The shifts reflect significant trends that have unfolded over the past 7 years: the proliferation of inexpensive connect TV devices (e.g. smart TVs, Rokus, Fire TVs, etc) that are now in at least 65% of U.S. homes according to prior research, the huge adoption of entertainment-centric SVOD services, where a “TV-like viewing” experience is preferred, and the massive investments these companies have made in high-quality original content to win market share.
As I’ve long said, this “democratization of the living room” - where OTT video is available as easily as are TV networks from pay-TV - opens the door to increased cord-cutting and cord-nevering. Even though the vast majority of SVOD subscribers today still have a pay-TV service, as they intuitively come to understand they’re spending more time watching inexpensive OTT services, the expensive multichannel bundle becomes ever more vulnerable to being dropped.
In fact, Parks found that almost 1/4 of broadband households were not pay-TV subscribers, the latest steady annual increase. To be sure, I still don’t anticipate any sort of “cliff,” where say 10% of pay-TV subscribers drop service in a single year. Rather pay-TV shrinkage will be more of a drip, drip, drip dynamic. This is substantiated also by Parks, though it did find the percentage of cord-cutters 18-35 years-old has noticeably jumped in the past 2 years by around 4 percentage points.
Parks also found that the market for OTT services in the U.S. remains vibrant, with over 160 choices offered. However, Parks sees saturation starting to occur, as 33 new services entered in ’16, vs. 33 in ’15. In addition, the trend of OTT services being closed or merged has also become a factor in the past 2 years.
About two-thirds of U.S. broadband households now subscribe to at least 1 OTT service, with one-third of households subscribing to two. The trend toward multi-service households has steadily increased.

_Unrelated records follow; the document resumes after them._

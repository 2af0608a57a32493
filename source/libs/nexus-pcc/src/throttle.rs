// Copyright 2024 Open Nexus OS Contributors
// SPDX-License-Identifier: Apache-2.0

//! CONTEXT: Platform-declared command spacing (MRTT) and rate cap (MPAR).
//!
//! MPAR is enforced by dropping: once a window's budget is spent every further
//! command fails until the window has run for a full minute. Nothing is queued.

use std::time::Duration;

use crate::clock::duration_to_ns;
use crate::{ChannelError, Result};

/// Length of one MPAR accounting window.
pub const MPAR_WINDOW: Duration = Duration::from_secs(60);

pub(crate) struct Throttle {
    min_turnaround_ns: u64,
    max_access_rate: u32,
    last_completion_ns: Option<u64>,
    window_start_ns: Option<u64>,
    remaining: u32,
}

impl Throttle {
    pub(crate) fn new(min_turnaround: Duration, max_access_rate: u32) -> Self {
        Self {
            min_turnaround_ns: duration_to_ns(min_turnaround),
            max_access_rate,
            last_completion_ns: None,
            window_start_ns: None,
            remaining: 0,
        }
    }

    /// Time still to wait before the next command may be posted.
    pub(crate) fn turnaround_remaining(&self, now_ns: u64) -> Option<Duration> {
        let last = self.last_completion_ns?;
        let elapsed = now_ns.saturating_sub(last);
        (elapsed < self.min_turnaround_ns)
            .then(|| Duration::from_nanos(self.min_turnaround_ns - elapsed))
    }

    /// Charges one command against the current window.
    pub(crate) fn admit(&mut self, now_ns: u64) -> Result<()> {
        if self.max_access_rate == 0 {
            return Ok(());
        }
        if self.remaining == 0 {
            if let Some(start) = self.window_start_ns {
                if now_ns.saturating_sub(start) < duration_to_ns(MPAR_WINDOW) {
                    return Err(ChannelError::RateLimited);
                }
            }
            self.window_start_ns = Some(now_ns);
            self.remaining = self.max_access_rate;
        }
        self.remaining -= 1;
        Ok(())
    }

    pub(crate) fn record_completion(&mut self, now_ns: u64) {
        self.last_completion_ns = Some(now_ns);
    }
}
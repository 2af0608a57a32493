// Copyright 2024 Open Nexus OS Contributors
// SPDX-License-Identifier: Apache-2.0

//! CONTEXT: Performance requests and telemetry
//!
//! PUBLIC API:
//!   - Cppc::set_desired_performance: batched when the desired register is in PCC
//!   - Cppc::get_performance_capabilities / Cppc::get_feedback_counters: one read
//!     command refreshes every PCC field, values are read under exclusive access
//!   - Cppc::transition_latency_ns
//!
//! ERROR CONDITIONS:
//!   - NoDevice for unregistered CPUs
//!   - Channel(InvalidData) when a mandatory value reads zero
//!   - Channel(Register) when a backing register cannot be accessed

use nexus_hal::AddressSpace;
use nexus_pcc::{ChannelError, ChannelGuard, Command, SharedRegion};

use crate::cpc::{CpcDescriptor, CpcEntry, CpcField};
use crate::registry::Cppc;
use crate::CppcError;

/// Returned by [`Cppc::transition_latency_ns`] when the latency is not known.
pub const LATENCY_UNKNOWN: u32 = u32::MAX;

/// Static performance range of a CPU, in abstract performance units.
#[derive(Clone, Copy, Debug, PartialEq, Eq)]
pub struct PerfCaps {
    pub highest: u64,
    pub nominal: u64,
    pub lowest_nonlinear: u64,
    pub lowest: u64,
}

/// Snapshot of the delivered/reference counter pair.
#[derive(Clone, Copy, Debug, PartialEq, Eq)]
pub struct FeedbackCounters {
    pub delivered: u64,
    pub reference: u64,
    pub reference_perf: u64,
    /// Seconds until the counters wrap; `u64::MAX` when they never do.
    pub wraparound_time: u64,
}

impl Cppc {
    /// Requests performance level `perf` for `cpu`.
    pub fn set_desired_performance(&self, cpu: usize, perf: u64) -> Result<(), CppcError> {
        let state = self.cpu(cpu)?;
        let entry = state.cpc.get(CpcField::DesiredPerf);
        let reg = *entry.register().ok_or(CppcError::NotWritable { cpu, field: CpcField::DesiredPerf })?;

        match &state.requestor {
            Some(requestor) => {
                let requestor = requestor.lock();
                self.pcc()?.write_batched(&requestor, perf, |region: &SharedRegion, value| {
                    region.write(reg.address, reg.bit_width, value).map_err(ChannelError::Register)
                })?;
            }
            None => self.write_entry(cpu, entry, perf)?,
        }
        Ok(())
    }

    pub fn get_performance_capabilities(&self, cpu: usize) -> Result<PerfCaps, CppcError> {
        let state = self.cpu(cpu)?;
        let cpc = &state.cpc;
        let fields = [
            CpcField::HighestPerf,
            CpcField::NominalPerf,
            CpcField::LowestNonlinearPerf,
            CpcField::LowestPerf,
        ];

        let _guard = self.refresh(cpc, &fields)?;
        let caps = PerfCaps {
            highest: self.read_entry(cpu, cpc.get(CpcField::HighestPerf))?,
            nominal: self.read_entry(cpu, cpc.get(CpcField::NominalPerf))?,
            lowest_nonlinear: self.read_entry(cpu, cpc.get(CpcField::LowestNonlinearPerf))?,
            lowest: self.read_entry(cpu, cpc.get(CpcField::LowestPerf))?,
        };
        if caps.highest == 0 || caps.nominal == 0 || caps.lowest == 0 {
            return Err(ChannelError::InvalidData.into());
        }
        Ok(caps)
    }

    pub fn get_feedback_counters(&self, cpu: usize) -> Result<FeedbackCounters, CppcError> {
        let state = self.cpu(cpu)?;
        let cpc = &state.cpc;
        // Without a reference performance register the counters tick at nominal.
        let reference_perf = if cpc.supported(CpcField::ReferencePerf) {
            CpcField::ReferencePerf
        } else {
            CpcField::NominalPerf
        };
        let fields = [
            CpcField::DeliveredCounter,
            CpcField::ReferenceCounter,
            reference_perf,
            CpcField::CounterWraparoundTime,
        ];

        let _guard = self.refresh(cpc, &fields)?;
        let delivered = self.read_entry(cpu, cpc.get(CpcField::DeliveredCounter))?;
        let reference = self.read_entry(cpu, cpc.get(CpcField::ReferenceCounter))?;
        let reference_perf = self.read_entry(cpu, cpc.get(reference_perf))?;
        let wraparound_time = if cpc.supported(CpcField::CounterWraparoundTime) {
            self.read_entry(cpu, cpc.get(CpcField::CounterWraparoundTime))?
        } else {
            u64::MAX
        };
        if delivered == 0 || reference == 0 || reference_perf == 0 {
            return Err(ChannelError::InvalidData.into());
        }
        Ok(FeedbackCounters { delivered, reference, reference_perf, wraparound_time })
    }

    /// Worst-case time for a performance request to take effect.
    pub fn transition_latency_ns(&self, cpu: usize) -> u32 {
        let Ok(state) = self.cpu(cpu) else {
            return LATENCY_UNKNOWN;
        };
        match self.channel() {
            Some(channel) if state.cpc.in_pcc(CpcField::DesiredPerf) => channel.transition_latency_ns(),
            _ => LATENCY_UNKNOWN,
        }
    }

    /// Takes exclusive access and posts a read when any of `fields` is in PCC.
    fn refresh(&self, cpc: &CpcDescriptor, fields: &[CpcField]) -> Result<Option<ChannelGuard<'_>>, CppcError> {
        if !fields.iter().any(|field| cpc.in_pcc(*field)) {
            return Ok(None);
        }
        let guard = self.pcc()?.exclusive();
        guard.submit_command(Command::Read)?;
        Ok(Some(guard))
    }

    fn read_entry(&self, cpu: usize, entry: &CpcEntry) -> Result<u64, CppcError> {
        let reg = match entry {
            CpcEntry::Integer(value) => return Ok(*value),
            CpcEntry::Register(reg) => reg,
        };
        let value = match reg.space {
            AddressSpace::PlatformComm => self.pcc()?.region().read(reg.address, reg.bit_width),
            _ => self.registers.read(cpu, reg),
        };
        Ok(value.map_err(ChannelError::Register)?)
    }

    fn write_entry(&self, cpu: usize, entry: &CpcEntry, value: u64) -> Result<(), CppcError> {
        let Some(reg) = entry.register() else {
            return Ok(());
        };
        let result = match reg.space {
            AddressSpace::PlatformComm => self.pcc()?.region().write(reg.address, reg.bit_width, value),
            _ => self.registers.write(cpu, reg, value),
        };
        Ok(result.map_err(ChannelError::Register)?)
    }
}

Part of the reason OTT adoption has increased so quickly is that it has found a winning formula with free trials. Parks found that a third of OTT trials converted a paid subscription, while half of all consumers who trialed any service eventually subscribed to at least one post-trial. Both are very strong results that show how successful the free trial period strategy is.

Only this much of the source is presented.